§ What is expected
In the material below, find each line with the string "addr" and copy it.

§ Records to use
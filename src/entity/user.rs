// src/entity/user.rs
use chrono::{DateTime, Utc};
use serde::{Deserialize, Serialize};
use uuid::Uuid;

#[derive(Debug, Clone, Copy, PartialEq, Eq, Hash, Serialize, Deserialize)]
#[serde(transparent)]
pub struct UserId(pub Uuid);

impl UserId {
    pub fn new() -> Self {
        Self(Uuid::new_v4())
    }
}

impl Default for UserId {
    fn default() -> Self {
        Self::new()
    }
}

impl std::fmt::Display for UserId {
    fn fmt(&self, f: &mut std::fmt::Formatter<'_>) -> std::fmt::Result {
        write!(f, "{}", self.0)
    }
}

impl std::str::FromStr for UserId {
    type Err = uuid::Error;

    fn from_str(s: &str) -> Result<Self, Self::Err> {
        Uuid::parse_str(s).map(UserId)
    }
}

/// Account record. `password_hash` is an argon2 PHC string.
#[derive(Debug, Clone)]
pub struct User {
    pub id: UserId,
    pub username: String,
    pub password_hash: String,
    pub created_at: DateTime<Utc>,
}

impl User {
    pub fn new(username: String, password_hash: String) -> Self {
        Self {
            id: UserId::new(),
            username,
            password_hash,
            created_at: Utc::now(),
        }
    }
}
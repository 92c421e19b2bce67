//! Note use-cases: list, create, read, edit and delete, each gated by the
//! ownership rules in [`crate::access`].
//!
//! Invalid submissions come back as [`NotekeeperError::Validation`] carrying
//! the field errors; nothing is written in that case.

use chrono::Utc;

use crate::access::{author_for_new_note, authorize, Identity};
use crate::entity::Note;
use crate::error::{NotekeeperError, Result};
use crate::forms::{FormErrors, NoteForm};
use crate::slug::resolve_slug;
use crate::storage::SqliteStore;

/// Turn a slug conflict into a field error on `slug`.
fn slug_error(err: NotekeeperError) -> NotekeeperError {
    match err {
        NotekeeperError::DuplicateSlug { .. } => {
            let mut errors = FormErrors::new();
            errors.add("slug", err.to_string());
            NotekeeperError::Validation(errors)
        }
        other => other,
    }
}

/// Notes visible to `identity`: exactly the ones it authored.
pub fn list_notes(store: &SqliteStore, identity: Identity) -> Result<Vec<Note>> {
    let author = identity.user_id().ok_or(NotekeeperError::Unauthenticated)?;
    store.list_notes_by_author(author)
}

pub fn get_note(store: &SqliteStore, identity: Identity, slug: &str) -> Result<Note> {
    if !identity.is_authenticated() {
        return Err(NotekeeperError::Unauthenticated);
    }
    authorize(identity, store.get_note_by_slug(slug)?)
}

pub fn create_note(store: &SqliteStore, identity: Identity, form: &NoteForm) -> Result<Note> {
    let author = author_for_new_note(identity)?;
    form.validate().map_err(NotekeeperError::Validation)?;

    let title = form.title.trim();
    let slug = resolve_slug(title, form.submitted_slug(), |s| store.slug_exists(s, None))
        .map_err(slug_error)?;

    let note = Note::new(title.to_string(), form.text.clone(), slug, author);
    store.insert_note(&note).map_err(slug_error)?;

    tracing::info!(slug = %note.slug, author = %author, "note created");
    Ok(note)
}

/// Replace title, text and slug of a note the caller owns.
pub fn update_note(
    store: &SqliteStore,
    identity: Identity,
    slug: &str,
    form: &NoteForm,
) -> Result<Note> {
    let mut note = get_note(store, identity, slug)?;
    form.validate().map_err(NotekeeperError::Validation)?;

    let title = form.title.trim();
    let new_slug = resolve_slug(title, form.submitted_slug(), |s| {
        store.slug_exists(s, Some(note.id))
    })
    .map_err(slug_error)?;

    note.title = title.to_string();
    note.text = form.text.clone();
    note.slug = new_slug;
    note.updated_at = Utc::now();
    store.update_note(&note).map_err(slug_error)?;

    tracing::info!(slug = %note.slug, "note updated");
    Ok(note)
}

pub fn delete_note(store: &SqliteStore, identity: Identity, slug: &str) -> Result<Note> {
    let note = get_note(store, identity, slug)?;
    store.delete_note(note.id)?;

    tracing::info!(slug = %note.slug, "note deleted");
    Ok(note)
}
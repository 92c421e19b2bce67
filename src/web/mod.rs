//! HTTP surface: routes, session handling and page contexts.
//!
//! Pages answer with a JSON page context rather than rendered HTML; see
//! [`context::Page`].

pub mod accounts;
pub mod context;
pub mod error;
pub mod extract;
pub mod notes;

use std::sync::Arc;

use axum::routing::get;
use axum::Router;
use tokio::sync::Mutex;
use tokio_util::sync::CancellationToken;
use tower_sessions::cookie::SameSite;
use tower_sessions::{Expiry, MemoryStore, SessionManagerLayer};

use crate::error::Result;
use crate::settings::{SessionSettings, Settings};
use crate::storage::SqliteStore;

pub const HOME_URL: &str = "/";
pub const LOGIN_URL: &str = "/auth/login/";
pub const SUCCESS_URL: &str = "/done/";

/// Shared handler state.
#[derive(Clone)]
pub struct AppState {
    /// One connection; each request's slug check and write run under this lock.
    pub store: Arc<Mutex<SqliteStore>>,
}

impl AppState {
    pub fn new(store: SqliteStore) -> Self {
        Self {
            store: Arc::new(Mutex::new(store)),
        }
    }
}

/// Build the application router with its session layer.
pub fn router(state: AppState, session: &SessionSettings) -> Router {
    let session_layer = SessionManagerLayer::new(MemoryStore::default())
        .with_secure(session.secure)
        .with_same_site(SameSite::Lax)
        .with_expiry(Expiry::OnInactivity(time::Duration::days(
            session.inactivity_days,
        )));

    Router::new()
        .route("/", get(notes::home))
        .route("/notes/", get(notes::list))
        .route("/add/", get(notes::add_form).post(notes::add))
        .route("/done/", get(notes::success))
        .route("/note/{slug}/", get(notes::detail))
        .route("/edit/{slug}/", get(notes::edit_form).post(notes::edit))
        .route("/delete/{slug}/", get(notes::delete_form).post(notes::delete))
        .route("/auth/login/", get(accounts::login_form).post(accounts::login))
        .route("/auth/logout/", get(accounts::logout).post(accounts::logout))
        .route("/auth/signup/", get(accounts::signup_form).post(accounts::signup))
        .layer(session_layer)
        .with_state(state)
}

/// Open the store and serve until Ctrl-C.
pub async fn serve(settings: Settings) -> Result<()> {
    let store = SqliteStore::open(&settings.database.path)?;
    let app = router(AppState::new(store), &settings.session);

    let addr = settings.bind_addr()?;
    let listener = tokio::net::TcpListener::bind(addr).await?;
    tracing::info!(%addr, db = %settings.database.path.display(), "notekeeper listening");

    let shutdown = CancellationToken::new();
    let trigger = shutdown.clone();
    tokio::spawn(async move {
        if tokio::signal::ctrl_c().await.is_ok() {
            tracing::info!("shutdown requested");
            trigger.cancel();
        }
    });

    axum::serve(listener, app)
        .with_graceful_shutdown(async move { shutdown.cancelled().await })
        .await?;
    Ok(())
}
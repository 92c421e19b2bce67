//! Submitted form payloads and their field-level validation.

use std::collections::BTreeMap;

use once_cell::sync::Lazy;
use regex::Regex;
use serde::{Deserialize, Serialize};

use crate::slug::MAX_SLUG_LENGTH;

pub const MAX_TITLE_LENGTH: usize = 100;
pub const MAX_USERNAME_LENGTH: usize = 150;
pub const MIN_PASSWORD_LENGTH: usize = 8;

/// Key under which errors not tied to a single field are collected.
pub const NON_FIELD_ERRORS: &str = "__all__";

static SLUG_RE: Lazy<Regex> = Lazy::new(|| Regex::new(r"^[-a-zA-Z0-9_]+$").unwrap());
static USERNAME_RE: Lazy<Regex> = Lazy::new(|| Regex::new(r"^[\w.@+-]+$").unwrap());

/// Field name → messages, in a stable order.
#[derive(Debug, Clone, Default, PartialEq, Eq, Serialize, Deserialize)]
#[serde(transparent)]
pub struct FormErrors(BTreeMap<String, Vec<String>>);

impl FormErrors {
    pub fn new() -> Self {
        Self::default()
    }

    pub fn add(&mut self, field: &str, message: impl Into<String>) {
        self.0
            .entry(field.to_string())
            .or_default()
            .push(message.into());
    }

    pub fn is_empty(&self) -> bool {
        self.0.is_empty()
    }

    pub fn get(&self, field: &str) -> &[String] {
        self.0.get(field).map(Vec::as_slice).unwrap_or(&[])
    }

    pub fn into_result(self) -> Result<(), FormErrors> {
        if self.is_empty() {
            Ok(())
        } else {
            Err(self)
        }
    }
}

impl std::fmt::Display for FormErrors {
    fn fmt(&self, f: &mut std::fmt::Formatter<'_>) -> std::fmt::Result {
        let mut first = true;
        for (field, messages) in &self.0 {
            for message in messages {
                if !first {
                    write!(f, "; ")?;
                }
                first = false;
                if field == NON_FIELD_ERRORS {
                    write!(f, "{}", message)?;
                } else {
                    write!(f, "{}: {}", field, message)?;
                }
            }
        }
        Ok(())
    }
}

fn required(errors: &mut FormErrors, field: &str, value: &str) -> bool {
    if value.trim().is_empty() {
        errors.add(field, "This field is required.");
        return false;
    }
    true
}

fn max_length(errors: &mut FormErrors, field: &str, value: &str, max: usize) {
    let len = value.chars().count();
    if len > max {
        errors.add(
            field,
            format!(
                "Ensure this value has at most {} characters (it has {}).",
                max, len
            ),
        );
    }
}

/// Create/edit payload for a note. An empty `slug` means "derive it".
#[derive(Debug, Clone, Default, PartialEq, Eq, Serialize, Deserialize)]
#[serde(default)]
pub struct NoteForm {
    pub title: String,
    pub text: String,
    pub slug: String,
}

impl NoteForm {
    /// Field checks that don't need the store. Slug uniqueness is resolved
    /// afterwards by [`crate::slug::resolve_slug`].
    pub fn validate(&self) -> Result<(), FormErrors> {
        let mut errors = FormErrors::new();

        if required(&mut errors, "title", &self.title) {
            max_length(&mut errors, "title", self.title.trim(), MAX_TITLE_LENGTH);
        }
        required(&mut errors, "text", &self.text);

        let slug = self.slug.trim();
        if !slug.is_empty() {
            max_length(&mut errors, "slug", slug, MAX_SLUG_LENGTH);
            if !SLUG_RE.is_match(slug) {
                errors.add(
                    "slug",
                    "Enter a valid slug consisting of letters, numbers, underscores or hyphens.",
                );
            }
        }

        errors.into_result()
    }

    pub fn submitted_slug(&self) -> Option<&str> {
        let slug = self.slug.trim();
        (!slug.is_empty()).then_some(slug)
    }
}

#[derive(Debug, Clone, Default, Deserialize)]
#[serde(default)]
pub struct LoginForm {
    pub username: String,
    pub password: String,
}

impl LoginForm {
    pub fn validate(&self) -> Result<(), FormErrors> {
        let mut errors = FormErrors::new();
        required(&mut errors, "username", &self.username);
        required(&mut errors, "password", &self.password);
        errors.into_result()
    }
}

#[derive(Debug, Clone, Default, Deserialize)]
#[serde(default)]
pub struct SignupForm {
    pub username: String,
    pub password1: String,
    pub password2: String,
}

impl SignupForm {
    pub fn validate(&self) -> Result<(), FormErrors> {
        let mut errors = FormErrors::new();

        let username = self.username.trim();
        if required(&mut errors, "username", username) {
            max_length(&mut errors, "username", username, MAX_USERNAME_LENGTH);
            if !USERNAME_RE.is_match(username) {
                errors.add(
                    "username",
                    "Enter a valid username. This value may contain only letters, numbers, and @/./+/-/_ characters.",
                );
            }
        }

        if required(&mut errors, "password1", &self.password1)
            && self.password1.chars().count() < MIN_PASSWORD_LENGTH
        {
            errors.add(
                "password1",
                format!(
                    "This password is too short. It must contain at least {} characters.",
                    MIN_PASSWORD_LENGTH
                ),
            );
        }
        if required(&mut errors, "password2", &self.password2) && self.password1 != self.password2
        {
            errors.add("password2", "The two password fields didn't match.");
        }

        errors.into_result()
    }
}
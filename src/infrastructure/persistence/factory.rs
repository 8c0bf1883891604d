//! Store factory - Creates document store instances based on configuration
//!
//! Backends are selected at runtime ("memory" or "sqlite") while the
//! application only ever sees the port trait.

use anyhow::{Context, Result};
use async_trait::async_trait;
use sqlx::sqlite::SqliteConnectOptions;
use sqlx::SqlitePool;

use crate::application::ports::outbound::{CreatureDocument, DocumentStorePort, StoreError};
use crate::domain::value_objects::CreatureId;
use crate::infrastructure::config::AppConfig;
use crate::infrastructure::persistence::{InMemoryDocumentStore, SqliteDocumentStore};

/// Enum wrapper for store backends to enable runtime selection
pub enum DocumentStoreBackend {
    Memory(InMemoryDocumentStore),
    Sqlite(SqliteDocumentStore),
}

#[async_trait]
impl DocumentStorePort for DocumentStoreBackend {
    async fn save(&self, document: &CreatureDocument) -> Result<(), StoreError> {
        match self {
            DocumentStoreBackend::Memory(store) => store.save(document).await,
            DocumentStoreBackend::Sqlite(store) => store.save(document).await,
        }
    }

    async fn get(&self, id: CreatureId) -> Result<Option<CreatureDocument>, StoreError> {
        match self {
            DocumentStoreBackend::Memory(store) => store.get(id).await,
            DocumentStoreBackend::Sqlite(store) => store.get(id).await,
        }
    }

    async fn list_below_version(&self, version: i32) -> Result<Vec<CreatureDocument>, StoreError> {
        match self {
            DocumentStoreBackend::Memory(store) => store.list_below_version(version).await,
            DocumentStoreBackend::Sqlite(store) => store.list_below_version(version).await,
        }
    }

    async fn count(&self) -> Result<usize, StoreError> {
        match self {
            DocumentStoreBackend::Memory(store) => store.count().await,
            DocumentStoreBackend::Sqlite(store) => store.count().await,
        }
    }
}

/// Create the document store selected by configuration
pub async fn create_document_store(config: &AppConfig) -> Result<DocumentStoreBackend> {
    match config.store_backend.as_str() {
        "memory" => Ok(DocumentStoreBackend::Memory(InMemoryDocumentStore::new())),
        "sqlite" => {
            // Ensure the database directory exists
            if let Some(parent) = std::path::Path::new(&config.database_path).parent() {
                if !parent.as_os_str().is_empty() {
                    std::fs::create_dir_all(parent)
                        .context("Failed to create document database directory")?;
                }
            }

            let options = SqliteConnectOptions::new()
                .filename(&config.database_path)
                .create_if_missing(true);
            let pool = SqlitePool::connect_with(options)
                .await
                .context("Failed to connect to SQLite document database")?;
            tracing::info!(
                "Connected to SQLite document database: {}",
                config.database_path
            );

            let store = SqliteDocumentStore::new(pool)
                .await
                .context("Failed to initialize creature document table")?;
            Ok(DocumentStoreBackend::Sqlite(store))
        }
        backend => anyhow::bail!("Unsupported document store backend: {}", backend),
    }
}

#[cfg(test)]
mod tests {
    use super::*;

    fn config(backend: &str) -> AppConfig {
        AppConfig {
            store_backend: backend.to_string(),
            database_path: String::new(),
            migration_parallelism: 1,
            extra_sense_types: Vec::new(),
        }
    }

    #[tokio::test]
    async fn memory_backend_is_created() {
        let store = create_document_store(&config("memory")).await.unwrap();
        assert_eq!(store.count().await.unwrap(), 0);
    }

    #[tokio::test]
    async fn unknown_backend_is_rejected() {
        assert!(create_document_store(&config("postgres")).await.is_err());
    }
}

§ Response to the exercise
    let addr = settings.bind_addr()?;
    let listener = tokio::net::TcpListener::bind(addr).await?;
    tracing::info!(%addr, db = %settings.database.path.display(), "notekeeper listening");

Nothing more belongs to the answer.